The Aran Islands

THE ARAN ISLANDS

That Celts arrived in Ireland via the Caucasus should come as no surprise to those familiar with Tchaikovsky’s ‘Swan Lake’ which shares elements with the story of the two figures from Celtic mythology, lovers Aonghas and Caer. There is an ancient fortress bearing Aonghas’ name on the Aran Islands off the west coast of Ireland. The location on the receding continental shelf of Europe identifies both the little archipelago’s geographical position, and its extreme isolation.

The dominant feature is not only the grey/white stones, but their layout. They weave a flywire grid of low walls enclosing the tiniest green plots that could never be called paddocks. In a remarkable achievement, the Islanders broke and cleared the stone. To dispose of the shrapnel, they created walls with it, forming the boundary of the cleared patch of dirt. This backbreaking, courageous labour is staggering at first sight. The paltry return in poor quality soil from this multi-generational task proved sufficient only to graze sheep, but the inventive inhabitants then developed a method of composting seaweed with sand resulting in a fertile loam used to grow root plants. Self-sufficient vegetable plots resulted and these provisions, together with the harvesting of marine life provided a sustainable diet.

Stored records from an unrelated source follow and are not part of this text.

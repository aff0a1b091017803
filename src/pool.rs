use std::panic::{self, AssertUnwindSafe};

use rayon::iter::{IntoParallelRefIterator, ParallelIterator};

use crate::{
    config::{PoolConfig, ProjectionSettings},
    error::{ProjectionError, Result},
    job::ProjectionJob,
    loader::PointCloudLoader,
    report::{BatchReport, Failure, JobReport},
};

/// Fixed-size set of workers running projection jobs independently.
pub struct WorkerPool {
    pool: rayon::ThreadPool,
    n_workers: usize,
}

impl WorkerPool {
    pub fn new(config: PoolConfig) -> Result<Self> {
        if config.n_workers == 0 {
            return Err(ProjectionError::Config(
                "worker count must be at least 1".to_string(),
            ));
        }
        let pool = rayon::ThreadPoolBuilder::new()
            .num_threads(config.n_workers)
            .thread_name(|i| format!("projection-worker-{}", i))
            .build()
            .map_err(|e| ProjectionError::Config(e.to_string()))?;
        Ok(Self {
            pool,
            n_workers: config.n_workers,
        })
    }

    pub fn n_workers(&self) -> usize {
        self.n_workers
    }

    /// Runs every job to completion and reports them in input order.
    ///
    /// Jobs execute in no particular order. A job that fails, or panics, only
    /// affects its own entry in the report.
    pub fn run(
        &self,
        jobs: &[ProjectionJob],
        loader: &dyn PointCloudLoader,
        settings: &ProjectionSettings,
    ) -> BatchReport {
        log::info!(
            "Found {} files to process using {} workers...",
            jobs.len(),
            self.n_workers
        );
        let reports = self.pool.install(|| {
            jobs.par_iter()
                .map(|job| run_isolated(job, loader, settings))
                .collect::<Vec<_>>()
        });
        BatchReport::new(reports)
    }
}

fn run_isolated(
    job: &ProjectionJob,
    loader: &dyn PointCloudLoader,
    settings: &ProjectionSettings,
) -> JobReport {
    let report = panic::catch_unwind(AssertUnwindSafe(|| job.run(loader, settings)))
        .unwrap_or_else(|payload| {
            let message = payload
                .downcast_ref::<&str>()
                .map(|s| s.to_string())
                .or_else(|| payload.downcast_ref::<String>().cloned())
                .unwrap_or_else(|| "job panicked".to_string());
            let mut report = JobReport::new(job.input());
            report.failures.push(Failure::panic(message));
            report
        });

    if report.is_success() {
        log::info!("Processed: {:?}", job.input());
    } else {
        for failure in &report.failures {
            log::error!("Error processing {:?}: {}", job.input(), failure);
        }
    }
    report
}

#[cfg(test)]
mod tests {
    use std::fs;
    use std::path::{Path, PathBuf};

    use itertools::Itertools;

    use super::*;
    use crate::{
        loader::InMemoryLoader, point::Point, point_cloud::PointCloud, report::Stage,
    };

    fn tree(seed: usize) -> Vec<Point> {
        (0..300)
            .map(|i| {
                let t = i as f64 / 300.;
                let a = (i * (seed + 3)) as f64 * 0.37;
                Point::new(
                    10. * seed as f64 + 1.5 * t * a.cos(),
                    -4. + 1.5 * t * a.sin(),
                    20. + seed as f64 - 6. * t,
                )
            })
            .collect()
    }

    fn fixture(n: usize, out: &Path) -> (InMemoryLoader, Vec<ProjectionJob>) {
        let mut loader = InMemoryLoader::new();
        let jobs = (0..n)
            .map(|i| {
                let input = format!("plot/tree_{:02}.las", i);
                loader.insert(input.clone(), tree(i));
                ProjectionJob::new(input, out.join("plot"))
            })
            .collect();
        (loader, jobs)
    }

    fn written(dir: &Path) -> Vec<(PathBuf, Vec<u8>)> {
        fs::read_dir(dir.join("plot"))
            .unwrap()
            .map(|e| e.unwrap().path())
            .sorted()
            .map(|p| {
                let bytes = fs::read(&p).unwrap();
                (p.strip_prefix(dir).unwrap().to_path_buf(), bytes)
            })
            .collect()
    }

    #[test]
    fn worker_count_does_not_change_output() {
        let serial_dir = tempfile::tempdir().unwrap();
        let parallel_dir = tempfile::tempdir().unwrap();
        let settings = ProjectionSettings::default();

        let (loader, jobs) = fixture(6, serial_dir.path());
        let serial = WorkerPool::new(PoolConfig { n_workers: 1 })
            .unwrap()
            .run(&jobs, &loader, &settings);

        let (loader, jobs) = fixture(6, parallel_dir.path());
        let parallel = WorkerPool::new(PoolConfig { n_workers: 4 })
            .unwrap()
            .run(&jobs, &loader, &settings);

        assert!(serial.is_success());
        assert!(parallel.is_success());
        let a = written(serial_dir.path());
        let b = written(parallel_dir.path());
        assert_eq!(a.len(), 24);
        assert_eq!(a, b);
    }

    #[test]
    fn failures_stay_with_their_file() {
        let dir = tempfile::tempdir().unwrap();
        let (loader, mut jobs) = fixture(2, dir.path());
        jobs.insert(1, ProjectionJob::new("plot/corrupt.las", dir.path().join("plot")));

        let report = WorkerPool::new(PoolConfig { n_workers: 3 })
            .unwrap()
            .run(&jobs, &loader, &ProjectionSettings::default());

        assert_eq!(report.total(), 3);
        assert_eq!(report.succeeded().count(), 2);
        assert_eq!(report.artifact_count(), 8);
        let failed = report.failed().collect::<Vec<_>>();
        assert_eq!(failed.len(), 1);
        assert_eq!(failed[0].input, Path::new("plot/corrupt.las"));
        assert_eq!(failed[0].failures[0].kind, "DecodeError");
        // report follows input order, not completion order
        assert_eq!(report.jobs[1].input, Path::new("plot/corrupt.las"));
    }

    struct PanickingLoader(InMemoryLoader);

    impl PointCloudLoader for PanickingLoader {
        fn load(&self, path: &Path) -> crate::error::Result<PointCloud> {
            if path.ends_with("bad.las") {
                panic!("decoder blew up");
            }
            self.0.load(path)
        }
    }

    #[test]
    fn panicking_job_does_not_stop_the_pool() {
        let dir = tempfile::tempdir().unwrap();
        let (loader, mut jobs) = fixture(3, dir.path());
        jobs.push(ProjectionJob::new("plot/bad.las", dir.path().join("plot")));

        let report = WorkerPool::new(PoolConfig { n_workers: 2 })
            .unwrap()
            .run(&jobs, &PanickingLoader(loader), &ProjectionSettings::default());

        assert_eq!(report.succeeded().count(), 3);
        let failure = &report.jobs[3].failures[0];
        assert_eq!(failure.stage, Stage::Panic);
        assert_eq!(failure.message, "decoder blew up");
    }

    #[test]
    fn zero_workers_is_rejected() {
        assert!(WorkerPool::new(PoolConfig { n_workers: 0 }).is_err());
        assert_eq!(
            WorkerPool::new(PoolConfig { n_workers: 2 }).unwrap().n_workers(),
            2
        );
    }
}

The short hop from the mainland lands the visitor at the modern aerodrome at Kilronan on the largest island, Inis Mór, population 824. When records began in 1841 that figure was 2592 (that was just before the Great Famine when the country’s population was 8.8 million, a figure that has not been regained to this day.) At Kilronan, seafood eateries vie to outdo each other in the best interpretation of local marine delicacies. There are souvenir outlets and other shops. You can investigate the landmark trio of pier, pub and parochial place of prayer – the essential trinity for an Islander’s body and soul. Novelist Liam O’Flaherty was born here. There is a museum dedicated to playwright John Millington Synge, who on the advice of William Butler Yeats came here to learn the Gaelic language and record island folklore. Of interpreting native verse he famously complained, “A translation is no translation unless it will give you the music of a poem along with the words of it.”

To travel further there is a choice of minibus tour, bicycle rental or just walk. The latter two are good options in the flat terrain. It is pleasant 7km walk to Dún (Fort) Aonghasa (of Aongas), the remains of the aforementioned pre-historic fortification.  The narrow road is lined with dry-stone walls that are chest height, a meter thick and naked of any lichenous growth due to the scouring winds. In the middle of nowhere there is a cottage with the ubiquitous thatched roof, which further investigation would reveal as an unnamed pub (perhaps the islanders like to retain one quiet tourist-free zone.)

Dún Aonghasa has a visitor centre where you can find out about the eponymous hero. This mythological god of love had become enamoured with a girl he saw in his dreams. He eventually identified her as Caer, a daughter of the King of Connaught, the most western of Ireland’s four provinces. Arising from some surprisingly lewd and promiscuous events, Caer was abducted by a witch who changed her into a swan. Aonghas set out to get her back. When he found the witch, she challenged him to identify his love from a flock of 150 swans. He got it wrong. The distressed Caer drowned herself and the heartbroken Aongas followed her to a watery grave but they finally become lovers as spirits. Both Tchaikovsky and Islander legend are easy on the ear.

Built around 200BCE, the fort’s outline is a giant letter ‘D’ with its straight back to the cliff edge. Or was it once a strategic ring that lost a breve to a rearguard attack from nature? Whichever, the Atlantic roars ceaselessly a hundred metres below and only its voice can tell you that answer.

The first line of defence takes the form of a field of embedded pillars of stone, set angularly so that an enemy would have to weave through (a strategic design also found in eastern Europe). Substantial stone redoubts make up the next two lines of fortification before the centre is reached.

There is a sense of visiting the place of a forgotten people and acknowledging their onetime existence. One has to wonder what urge drove them to build this place. What made them believe they were under threat when they were so far from the mainland? What causes a people to place their backs to the end of the world? Was this some sort of Celtic parallel to the Israelite Masada? It is a very appropriate place to ponder the ascent of mankind. The writer invites you to experience it.

As one of the least scathed countries from current economic crises, Australia and its currency is enjoying real purchasing power overseas. In addition, economically impoverished Europe is discounting holidays to attract tourists. All this means that Australians have both resources and reasons to holiday abroad. Destinations abound but few match the mystical and mythological Aran and its living proof of the ability of a race of people to survive against the odds in a place where you can run no farther.